Description

The queueWithdraw() function does not validate that the shares parameter is nonzero. Consequently, a user can call queueWithdraw() with a shares value of zero. This action adds an unnecessary withdrawal request to the queue.

function queueWithdraw(uint256 shares) external {
    if (queuedShares[msg.sender] + shares > balanceOf(msg.sender)) revert InsufficientBalance();

    uint256 id = ++_withdrawCounter;

    queuedShares[msg.sender] += shares;
    queuedWithdraw[id] = Withdrawal(msg.sender, shares);
    _withdrawQueue.push(id);

    emit WithdrawQueued(id, msg.sender, shares);
}

Impact

If an administrator processes withdrawals according to a schedule for the processWithdraws function — for example, processing 100 withdrawals per hour — a malicious actor could add numerous zero-share withdrawal requests to the queue.

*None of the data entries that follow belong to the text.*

use std::collections::VecDeque;
use std::sync::atomic::{AtomicBool, Ordering};
use std::sync::mpsc;
use std::sync::{Arc, Mutex};
use std::thread::{self, JoinHandle};
use std::time::{Duration, Instant};

use cpal::traits::{DeviceTrait, HostTrait, StreamTrait};
use cpal::{FromSample, Sample, SizedSample};

use super::{ChunkPlayer, RateConverter};
use crate::codec::{PcmSpec, decode_wav, pcm_to_samples, samples_to_pcm};
use crate::error::{Error, Result};
use crate::observability::{PLAYBACK_CHUNKS, PLAYBACK_FAILURES};

const DRAIN_POLL: Duration = Duration::from_millis(20);
const DRAIN_SLACK: Duration = Duration::from_secs(1);

type SampleQueue = Arc<Mutex<VecDeque<f32>>>;

/// A player that discards everything written to it.
#[derive(Debug, Default)]
pub struct NullPlayer {
    /// Bytes written so far.
    pub bytes: usize,
}

impl ChunkPlayer for NullPlayer {
    fn write_chunk(&mut self, pcm: &[u8]) -> Result<()> {
        self.bytes += pcm.len();
        Ok(())
    }
}

/// Chunked playback on the default output device.
///
/// The device is opened on the first write and held until [`ChunkPlayer::teardown`] or drop.
/// Chunks play strictly in the order they were written.  After a device failure the first
/// error is returned and later writes are dropped silently for the life of the value, even
/// across teardown.  Keep one value per session so a missing device is reported once.
pub struct StreamingOutput {
    spec: PcmSpec,
    open: fn(PcmSpec) -> Result<OutputDevice>,
    device: Option<OutputDevice>,
    disabled: bool,
}

struct OutputDevice {
    queue: SampleQueue,
    failed: Arc<AtomicBool>,
    converter: ChunkConverter,
    device_rate: u32,
    shutdown: Option<mpsc::Sender<()>>,
    thread: Option<JoinHandle<()>>,
}

impl StreamingOutput {
    /// A player for PCM laid out as `spec`.
    pub fn new(spec: PcmSpec) -> Self {
        Self::with_opener(spec, OutputDevice::open)
    }

    fn with_opener(spec: PcmSpec, open: fn(PcmSpec) -> Result<OutputDevice>) -> Self {
        Self {
            spec,
            open,
            device: None,
            disabled: false,
        }
    }

    /// A player for response audio (24 kHz mono).
    pub fn for_responses() -> Self {
        Self::new(PcmSpec::RESPONSE)
    }

    /// Returns true if the output device is currently held.
    pub fn is_open(&self) -> bool {
        self.device.is_some()
    }

    /// Returns true if a device failure disabled this player.
    pub fn is_disabled(&self) -> bool {
        self.disabled
    }

    fn disable(&mut self, err: Error) -> Error {
        PLAYBACK_FAILURES.click();
        tracing::warn!(error = %err, "disabling audio playback");
        self.teardown();
        self.disabled = true;
        err
    }
}

impl ChunkPlayer for StreamingOutput {
    fn write_chunk(&mut self, pcm: &[u8]) -> Result<()> {
        if self.disabled || pcm.is_empty() {
            return Ok(());
        }
        if self.device.is_none() {
            match (self.open)(self.spec) {
                Ok(device) => self.device = Some(device),
                Err(err) => return Err(self.disable(err)),
            }
        }
        let Some(device) = self.device.as_mut() else {
            return Ok(());
        };
        if device.failed.load(Ordering::Relaxed) {
            return Err(self.disable(Error::device("output stream failed", None)));
        }
        let samples = match device.converter.convert(pcm) {
            Ok(samples) => samples,
            Err(err) => return Err(self.disable(err)),
        };
        device.enqueue(samples);
        PLAYBACK_CHUNKS.click();
        Ok(())
    }

    fn finish(&mut self) {
        let Some(device) = self.device.as_mut() else {
            return;
        };
        match device.converter.flush() {
            Ok(tail) => device.enqueue(tail),
            Err(err) => tracing::warn!(error = %err, "dropping unconverted audio tail"),
        }
        let queued = device
            .queue
            .lock()
            .unwrap_or_else(|poisoned| poisoned.into_inner())
            .len();
        let frames = queued / device.converter.channels.max(1);
        let deadline = Instant::now()
            + Duration::from_secs_f64(frames as f64 / device.device_rate.max(1) as f64)
            + DRAIN_SLACK;
        while Instant::now() < deadline && !device.failed.load(Ordering::Relaxed) {
            let empty = device
                .queue
                .lock()
                .unwrap_or_else(|poisoned| poisoned.into_inner())
                .is_empty();
            if empty {
                break;
            }
            thread::sleep(DRAIN_POLL);
        }
    }

    fn teardown(&mut self) {
        if let Some(mut device) = self.device.take() {
            device.close();
            tracing::debug!("released output device");
        }
    }
}

impl Drop for StreamingOutput {
    fn drop(&mut self) {
        self.teardown();
    }
}

impl OutputDevice {
    /// Open the default output device on a dedicated thread that owns the stream.
    fn open(spec: PcmSpec) -> Result<Self> {
        let queue: SampleQueue = Arc::new(Mutex::new(VecDeque::new()));
        let failed = Arc::new(AtomicBool::new(false));
        let (ready_tx, ready_rx) = mpsc::channel::<Result<(u16, u32)>>();
        let (shutdown_tx, shutdown_rx) = mpsc::channel::<()>();

        let thread_queue = Arc::clone(&queue);
        let thread_failed = Arc::clone(&failed);
        let thread = thread::Builder::new()
            .name("omnichat-playback".to_string())
            .spawn(move || {
                let stream = match build_output(thread_queue, thread_failed) {
                    Ok((stream, channels, rate)) => {
                        let _ = ready_tx.send(Ok((channels, rate)));
                        stream
                    }
                    Err(err) => {
                        let _ = ready_tx.send(Err(err));
                        return;
                    }
                };
                // Hold the stream until the owner hangs up.
                let _ = shutdown_rx.recv();
                drop(stream);
            })
            .map_err(|e| Error::io("failed to spawn playback thread", e))?;

        let (channels, device_rate) = match ready_rx.recv() {
            Ok(Ok(layout)) => layout,
            Ok(Err(err)) => {
                let _ = thread.join();
                return Err(err);
            }
            Err(_) => {
                let _ = thread.join();
                return Err(Error::device("playback thread exited early", None));
            }
        };
        let converter = match ChunkConverter::new(spec, device_rate, channels as usize) {
            Ok(converter) => converter,
            Err(err) => {
                drop(shutdown_tx);
                let _ = thread.join();
                return Err(err);
            }
        };
        tracing::debug!(channels, rate = device_rate, "opened output device");

        Ok(Self {
            queue,
            failed,
            converter,
            device_rate,
            shutdown: Some(shutdown_tx),
            thread: Some(thread),
        })
    }

    fn enqueue(&self, samples: Vec<f32>) {
        self.queue
            .lock()
            .unwrap_or_else(|poisoned| poisoned.into_inner())
            .extend(samples);
    }

    fn close(&mut self) {
        self.shutdown.take();
        if let Some(thread) = self.thread.take() {
            let _ = thread.join();
        }
    }
}

fn build_output(queue: SampleQueue, failed: Arc<AtomicBool>) -> Result<(cpal::Stream, u16, u32)> {
    let host = cpal::default_host();
    let device = host
        .default_output_device()
        .ok_or_else(|| Error::device("no output device available", None))?;
    let supported = device.default_output_config().map_err(|e| {
        Error::device(
            format!("failed to query output config: {e}"),
            Some(Box::new(e)),
        )
    })?;
    let config = supported.config();
    let stream = match supported.sample_format() {
        cpal::SampleFormat::F32 => build_output_stream::<f32>(&device, &config, queue, failed)?,
        cpal::SampleFormat::I16 => build_output_stream::<i16>(&device, &config, queue, failed)?,
        cpal::SampleFormat::U16 => build_output_stream::<u16>(&device, &config, queue, failed)?,
        other => {
            return Err(Error::device(
                format!("unsupported output sample format: {other:?}"),
                None,
            ));
        }
    };
    stream.play().map_err(|e| {
        Error::device(
            format!("failed to start output stream: {e}"),
            Some(Box::new(e)),
        )
    })?;
    Ok((stream, config.channels, config.sample_rate.0))
}

fn build_output_stream<T>(
    device: &cpal::Device,
    config: &cpal::StreamConfig,
    queue: SampleQueue,
    failed: Arc<AtomicBool>,
) -> Result<cpal::Stream>
where
    T: SizedSample + FromSample<f32> + Send + 'static,
{
    let data_callback = move |data: &mut [T], _: &cpal::OutputCallbackInfo| {
        let mut queue = queue.lock().unwrap_or_else(|poisoned| poisoned.into_inner());
        for sample in data.iter_mut() {
            *sample = <T as Sample>::from_sample(queue.pop_front().unwrap_or(0.0));
        }
    };
    let error_callback = move |err: cpal::StreamError| {
        tracing::warn!(error = %err, "output stream error");
        failed.store(true, Ordering::Relaxed);
    };
    device
        .build_output_stream(config, data_callback, error_callback, None)
        .map_err(|e| {
            Error::device(
                format!("failed to build output stream: {e}"),
                Some(Box::new(e)),
            )
        })
}

/// Converts PCM chunks in one layout to interleaved float frames in the device layout.
struct ChunkConverter {
    source_channels: usize,
    channels: usize,
    rate: RateConverter,
    scratch: Vec<f32>,
}

impl ChunkConverter {
    fn new(spec: PcmSpec, device_rate: u32, device_channels: usize) -> Result<Self> {
        Ok(Self {
            source_channels: spec.channels.max(1) as usize,
            channels: device_channels.max(1),
            rate: RateConverter::new(spec.sample_rate, device_rate)?,
            scratch: Vec::new(),
        })
    }

    fn convert(&mut self, pcm: &[u8]) -> Result<Vec<f32>> {
        let samples = pcm_to_samples(pcm);
        let mono: Vec<f32> = samples
            .chunks(self.source_channels)
            .map(|frame| {
                frame.iter().map(|s| s.to_sample::<f32>()).sum::<f32>() / frame.len() as f32
            })
            .collect();
        self.scratch.clear();
        self.rate.process(&mono, &mut self.scratch)?;
        Ok(self.interleave())
    }

    /// Drain the samples still held by the rate converter.
    fn flush(&mut self) -> Result<Vec<f32>> {
        self.scratch.clear();
        self.rate.flush(&mut self.scratch)?;
        Ok(self.interleave())
    }

    fn interleave(&self) -> Vec<f32> {
        let mut out = Vec::with_capacity(self.scratch.len() * self.channels);
        for sample in &self.scratch {
            out.extend(std::iter::repeat_n(*sample, self.channels));
        }
        out
    }
}

/// Decode a WAV buffer and play it to completion on `player`.
///
/// The player must expect PCM in the layout the WAV was written with.
pub fn play_wav<P: ChunkPlayer + ?Sized>(player: &mut P, wav: &[u8]) -> Result<()> {
    let decoded = decode_wav(wav)?;
    if decoded.samples.is_empty() {
        return Ok(());
    }
    player.write_chunk(&samples_to_pcm(&decoded.samples))?;
    player.finish();
    Ok(())
}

This could delay withdrawals for legitimate users. Additionally, the administrator would incur higher gas fees for processWithdraws if many such malicious requests are present.

Recommendations

We recommend adding a check to ensure that the input shares parameter is greater than zero.

Remediation

This issue has been acknowledged by Liquid Labs, Inc., and a fix was implemented in commit c02f073e↗.